UNITED STATES
SECURITIES AND EXCHANGE COMMISSION
Washington, D.C. 20549


FORM 8-K

CURRENT REPORT

Pursuant to Section 13 or 15(d) of the
Securities Exchange Act of 1934

Date of Report: November 09, 2015
(Date of earliest event reported)

Theravance Biopharma, Inc.
(Exact name of registrant as specified in its charter)

Cayman Islands
(State or other jurisdiction
of incorporation)
001-36033
(Commission File Number)
EIN 98-1226628
(IRS Employer
Identification Number)

PO Box 309, Ugland House, South Church Street, George Town, Grand Cayman, Cayman Islands
(Address of principal executive offices)
  KY1-1104
(Zip Code)

650-808-6000
(Registrant's telephone number, including area code)

Not Applicable
(Former Name or Former Address, if changed since last report)


Check the appropriate box below if the Form 8-K filing is intended to simultaneously satisfy the filing obligation of the registrant under any of the following provisions (see General Instruction A.2. below):
o Written communications pursuant to Rule 425 under the Securities Act (17 CFR 230.425)
o Soliciting material pursuant to Rule 14a-12 under the Exchange Act (17 CFR 240.14a-12)
o Pre-commencement communications pursuant to Rule 14d-2(b) under the Exchange Act (17 CFR 240.14d-2(b))
o Pre-commencement communications pursuant to Rule 13e-4(c) under the Exchange Act (17 CFR 240.13e-4(c))

Item 2.02. Results of Operations and Financial Condition

On November 9, 2015, Theravance Biopharma, Inc. issued a press release and is holding a conference call regarding its financial results for the quarter ended September 30, 2015. A copy of the press release is furnished as Exhibit 99.1 to this Current Report.
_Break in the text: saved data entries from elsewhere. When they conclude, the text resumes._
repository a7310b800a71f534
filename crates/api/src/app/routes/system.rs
use axum::http::StatusCode;

pub async fn health() -> StatusCode {
    StatusCode::OK
}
The information in Item 2.02 and in Item 9.01 of this Current Report on Form 8-K, including Exhibit 99.1, is being furnished and shall not be deemed "filed" for the purposes of Section 18 of the Securities Exchange Act of 1934, as amended (the "Securities Exchange Act of 1934"), or otherwise subject to the liabilities of that Section, nor shall it be incorporated by reference in any filing under the Securities Act of 1933, as amended, or the Securities Exchange Act of 1934, except as expressly set forth by specific reference in such a filing.
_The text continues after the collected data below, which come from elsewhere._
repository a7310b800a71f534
//! Typed access to one collection of the document store.

use std::marker::PhantomData;
use std::sync::Arc;

use serde::Serialize;
use serde_json::{Map, Value};

use assetdesk_core::{DomainError, Entity, Record};

use crate::document_store::{DocumentStore, Filter, StoredDocument};
use crate::error::{ServiceResult, StoreError};

/// Repository for documents of entity `T`, stored in `T::KIND.collection()`.
pub struct Repository<T: Entity> {
    store: Arc<dyn DocumentStore>,
    _entity: PhantomData<fn() -> T>,
}

impl<T: Entity> Clone for Repository<T> {
    fn clone(&self) -> Self {
        Self::new(self.store.clone())
    }
}

impl<T: Entity> Repository<T> {
    pub fn new(store: Arc<dyn DocumentStore>) -> Self {
        Self {
            store,
            _entity: PhantomData,
        }
    }

    fn collection() -> &'static str {
        T::KIND.collection()
    }

    pub async fn get(&self, id: T::Id) -> ServiceResult<Option<Record<T>>> {
        let doc = self.store.get(Self::collection(), id.into()).await?;
        Ok(doc.map(decode::<T>).transpose()?)
    }

    /// Like [`Repository::get`], but a missing document is `NotFound`.
    pub async fn fetch(&self, id: T::Id) -> ServiceResult<Record<T>> {
        self.get(id)
            .await?
            .ok_or_else(|| DomainError::not_found(T::KIND).into())
    }

    pub async fn find(&self, filter: &Filter) -> ServiceResult<Vec<Record<T>>> {
        let docs = self.store.find(Self::collection(), filter).await?;
        Ok(docs
            .into_iter()
            .map(decode::<T>)
            .collect::<Result<Vec<_>, _>>()?)
    }

    pub async fn find_one(&self, filter: &Filter) -> ServiceResult<Option<Record<T>>> {
        let doc = self.store.find_one(Self::collection(), filter).await?;
        Ok(doc.map(decode::<T>).transpose()?)
    }

    pub async fn count(&self, filter: &Filter) -> ServiceResult<u64> {
        Ok(self.store.count(Self::collection(), filter).await?)
    }

    pub async fn insert(&self, body: T) -> ServiceResult<Record<T>> {
        let value = serde_json::to_value(&body)
            .map_err(|e| StoreError::InvalidDocument(format!("{} encoding failed: {e}", T::KIND)))?;
        let id = self.store.insert(Self::collection(), value).await?;
        Ok(Record::new(id, body))
    }

    /// Merge `patch` into the stored document and return the reloaded result.
    ///
    /// `None` when no document has `id`.
    pub async fn update<P>(&self, id: T::Id, patch: &P) -> ServiceResult<Option<Record<T>>>
    where
        P: Serialize + Sync,
    {
        let patch = encode_object::<T, _>(patch)?;
        if !self.store.update(Self::collection(), id.into(), patch).await? {
            return Ok(None);
        }
        self.get(id).await
    }

    pub async fn delete(&self, id: T::Id) -> ServiceResult<bool> {
        Ok(self.store.delete(Self::collection(), id.into()).await?)
    }

    pub async fn delete_many(&self, filter: &Filter) -> ServiceResult<u64> {
        Ok(self.store.delete_many(Self::collection(), filter).await?)
    }
}

fn decode<T: Entity>(doc: StoredDocument) -> Result<Record<T>, StoreError> {
    let body: T = serde_json::from_value(doc.body)
        .map_err(|e| StoreError::Decode(format!("{} {}: {e}", T::KIND, doc.id)))?;
    Ok(Record::new(doc.id, body))
}

fn encode_object<T: Entity, P: Serialize>(patch: &P) -> Result<Map<String, Value>, StoreError> {
    match serde_json::to_value(patch) {
        Ok(Value::Object(map)) => Ok(map),
        Ok(_) => Err(StoreError::InvalidDocument(format!(
            "{} update must be a JSON object",
            T::KIND
        ))),
        Err(e) => Err(StoreError::InvalidDocument(format!(
            "{} update encoding failed: {e}",
            T::KIND
        ))),
    }
}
Item 9.01. Financial Statements and Exhibits

(d) Exhibits
            99.1       Press Release dated November 09, 2015


SIGNATURE

      Pursuant to the requirements of the Securities Exchange Act of 1934, as amended, the registrant has duly caused this report to be signed on its behalf by the undersigned hereunto duly authorized.


Dated: November 09, 2015
THERAVANCE BIOPHARMA, INC.

By:  /s/ Renee D. Gala                    
     Renee D. Gala
     Senior Vice President and Chief Financial Officer


Exhibit Index
Exhibit No. Description
99.1 Press Release dated November 09, 2015

Theravance Biopharma, Inc. Reports Third Quarter 2015 Financial Results and Provides Business Update

DUBLIN, IRELAND -- (Marketwired - November 09, 2015) - Theravance Biopharma, Inc. (NASDAQ: TBPH) ("Theravance Biopharma" or the "Company") today reported financial results for the third quarter ending September 30, 2015. Revenue for the third quarter of 2015 was $10.7 million. Net loss for the third quarter of 2015 was $47.3 million, or $1.40 per share. Cash, cash equivalents, and marketable securities, excluding restricted cash, totaled $196.0 million as of September 30, 2015. The quarter-end cash balance excludes $55.0 million of gross proceeds from the recently completed sale of ordinary shares by the Company and $19.6 million in receivables from collaborative arrangements.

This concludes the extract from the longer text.